In the Catholic Church, there are specific prayers and devotions as Acts of Reparation for blasphemy. For instance, The Golden Arrow Holy Face Devotion (Prayer) first introduced by Sister Marie of St Peter in 1844 is recited "in a spirit of reparation for blasphemy". This devotion (started by Sister Marie and then promoted by the Venerable Leo Dupont) was approved by Pope Leo XIII in 1885. The Raccoltabook includes a number of such prayers. The Five First Saturdays devotions are done with the intention in the heart of making reparation to the Blessed Mother for blasphemies against her, her name and her holy initiatives.

The Holy See has specific "Pontifical organizations" for the purpose of the reparation of blasphemy through Acts of Reparation to Jesus Christ, e.g. the Pontifical Congregation of the Benedictine Sisters of the Reparation of the Holy Face.

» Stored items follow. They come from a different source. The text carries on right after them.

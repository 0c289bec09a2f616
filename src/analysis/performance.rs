use std::fmt;

use log::{debug, warn};
use serde::Serialize;

use super::summary::SummaryStats;
use crate::data::model::Dataset;
use crate::error::{AnalyticsError, Result};

/// Attainment tier, ordered from worst to best.
#[derive(Debug, Clone, Copy, PartialEq, Eq, PartialOrd, Ord, Hash, Serialize)]
#[serde(rename_all = "lowercase")]
pub enum Tier {
    Below,
    Near,
    Above,
}

impl fmt::Display for Tier {
    fn fmt(&self, f: &mut fmt::Formatter<'_>) -> fmt::Result {
        let s = match self {
            Tier::Below => "below goal",
            Tier::Near => "near goal",
            Tier::Above => "above goal",
        };
        f.write_str(s)
    }
}

/// Ratio thresholds separating the tiers. Lower edges are inclusive:
/// `ratio >= above` is `Above`, `near <= ratio < above` is `Near`.
#[derive(Debug, Clone, Copy, PartialEq, Serialize)]
pub struct TierThresholds {
    pub near: f64,
    pub above: f64,
}

impl Default for TierThresholds {
    fn default() -> Self {
        TierThresholds {
            near: 0.80,
            above: 1.00,
        }
    }
}

impl TierThresholds {
    /// Build from an ascending `[near, above]` list.
    pub fn from_list(list: &[f64]) -> Result<Self> {
        match *list {
            [near, above] if near.is_finite() && above.is_finite() && 0.0 < near && near < above => {
                Ok(TierThresholds { near, above })
            }
            _ => Err(AnalyticsError::configuration(format!(
                "performance_tiers must be two ascending positive numbers, got {list:?}"
            ))),
        }
    }

    pub fn tier(&self, ratio: f64) -> Tier {
        if ratio >= self.above {
            Tier::Above
        } else if ratio >= self.near {
            Tier::Near
        } else {
            Tier::Below
        }
    }
}

/// One classified row.
#[derive(Debug, Clone, PartialEq, Serialize)]
pub struct PerformanceRecord {
    /// Source row of the record.
    pub row: usize,
    pub actual: f64,
    pub target: f64,
    pub ratio: f64,
    pub tier: Tier,
}

#[derive(Debug, Clone, Copy, Default, PartialEq, Eq, Serialize)]
pub struct TierCounts {
    pub below: usize,
    pub near: usize,
    pub above: usize,
}

/// Output of [`classify`].
#[derive(Debug, Clone, PartialEq, Serialize)]
pub struct Classification {
    pub records: Vec<PerformanceRecord>,
    /// Rows without a usable actual value or with a missing or zero target.
    pub rejected: usize,
    pub counts: TierCounts,
    /// Statistics of the ratios of the classified rows.
    pub ratio_stats: SummaryStats,
}

/// Compare `actual_column` with `target_column` row by row.
///
/// Rows that cannot produce a finite ratio are skipped and counted, never
/// failing the batch.
pub fn classify(
    dataset: &Dataset,
    actual_column: &str,
    target_column: &str,
    thresholds: &TierThresholds,
) -> Result<Classification> {
    let idx = dataset
        .schema()
        .require(&[actual_column, target_column])?;
    let (actual_idx, target_idx) = (idx[0], idx[1]);

    let mut records = Vec::with_capacity(dataset.len());
    let mut rejected = 0;
    let mut counts = TierCounts::default();
    for record in dataset.records() {
        let (actual, target) = match (record.number(actual_idx), record.number(target_idx)) {
            (Some(a), Some(t)) if t != 0.0 => (a, t),
            _ => {
                debug!("row {}: no usable actual/target pair", record.row);
                rejected += 1;
                continue;
            }
        };
        let ratio = actual / target;
        if !ratio.is_finite() {
            rejected += 1;
            continue;
        }
        let tier = thresholds.tier(ratio);
        match tier {
            Tier::Below => counts.below += 1,
            Tier::Near => counts.near += 1,
            Tier::Above => counts.above += 1,
        }
        records.push(PerformanceRecord {
            row: record.row,
            actual,
            target,
            ratio,
            tier,
        });
    }

    if rejected > 0 {
        warn!("{rejected} row(s) skipped in goal comparison: missing or zero {target_column}");
    }
    let ratio_stats = SummaryStats::from_values(records.iter().map(|r| r.ratio));
    Ok(Classification {
        records,
        rejected,
        counts,
        ratio_stats,
    })
}

#[cfg(test)]
mod tests {
    use super::*;
    use crate::data::model::Value;

    fn goals(rows: &[(f64, Value)]) -> Dataset {
        Dataset::from_rows(
            &["Sales", "Goal"],
            rows.iter()
                .map(|(a, t)| vec![Value::from(*a), t.clone()])
                .collect(),
        )
        .unwrap()
    }

    #[test]
    fn tiers_have_inclusive_lower_edges() {
        let t = TierThresholds::default();
        assert_eq!(t.tier(0.79), Tier::Below);
        assert_eq!(t.tier(0.80), Tier::Near);
        assert_eq!(t.tier(0.999), Tier::Near);
        assert_eq!(t.tier(1.0), Tier::Above);
        assert_eq!(t.tier(1.7), Tier::Above);
    }

    #[test]
    fn classifies_each_row() {
        let ds = goals(&[(900.0, 1000.0.into()), (1000.0, 1000.0.into()), (500.0, 1000.0.into())]);
        let out = classify(&ds, "Sales", "Goal", &TierThresholds::default()).unwrap();
        let tiers: Vec<Tier> = out.records.iter().map(|r| r.tier).collect();
        assert_eq!(tiers, vec![Tier::Near, Tier::Above, Tier::Below]);
        assert_eq!(out.records[0].ratio, 0.9);
        assert_eq!(out.counts, TierCounts { below: 1, near: 1, above: 1 });
        assert_eq!(out.rejected, 0);
        assert_eq!(out.ratio_stats.count, 3);
    }

    #[test]
    fn zero_or_missing_targets_are_rejected_per_row() {
        let ds = goals(&[
            (900.0, 0.0.into()),
            (900.0, Value::Missing),
            (900.0, "tbd".into()),
            (1200.0, 1000.0.into()),
        ]);
        let out = classify(&ds, "Sales", "Goal", &TierThresholds::default()).unwrap();
        assert_eq!(out.rejected, 3);
        assert_eq!(out.records.len(), 1);
        assert_eq!(out.records[0].row, 3);
        assert_eq!(out.records[0].tier, Tier::Above);
    }

    #[test]
    fn custom_thresholds_apply() {
        let t = TierThresholds::from_list(&[0.5, 0.9]).unwrap();
        assert_eq!(t.tier(0.6), Tier::Near);
        assert_eq!(t.tier(0.9), Tier::Above);
    }

    #[test]
    fn malformed_thresholds_are_configuration_errors() {
        for bad in [&[1.0, 0.8][..], &[0.8][..], &[0.0, 1.0][..], &[0.8, f64::NAN][..]] {
            let err = TierThresholds::from_list(bad).unwrap_err();
            assert!(matches!(err, AnalyticsError::Configuration(_)), "{bad:?}");
        }
    }

    #[test]
    fn missing_target_column_is_a_schema_error() {
        let ds = Dataset::from_rows(&["Sales"], vec![vec![1.0.into()]]).unwrap();
        let err = classify(&ds, "Sales", "Goal", &TierThresholds::default()).unwrap_err();
        assert_eq!(err, AnalyticsError::schema(["Goal"]));
    }
}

====Disputation of Paris====

During the Middle Ages a series of debates on Judaism were staged by the Catholic Church, including the Disputation of Paris (1240), the Disputation of Barcelona (1263), and Disputation of Tortosa (1413–14), and during those disputations, Jewish converts to Christianity, such as Nicholas Donin (in Paris) and Pablo Christiani (in Barcelona) claimed the Talmud contained insulting references to Jesus.

The Disputation of Paris, also known as the Trial of the Talmud, took place in 1240 at the court of the reigning king of France, Louis IX (St. Louis). It followed the work of Nicholas Donin, a Jewish convert to Christianity, who translated the Talmud and pressed 35 charges against it to Pope Gregory IX by quoting a series of alleged blasphemous passages about Jesus, Mary or Christianity. Four rabbis defended the Talmud against Donin's accusations. A commission of Christian theologians condemned the Talmud to be burned and on 17 June 1244, twenty-four carriage loads of Jewish religious manuscripts were set on fire in the streets of Paris. The translation of the Talmud from Hebrew to non-Jewish languages stripped Jewish discourse from its covering, something that was resented by Jews as a profound violation.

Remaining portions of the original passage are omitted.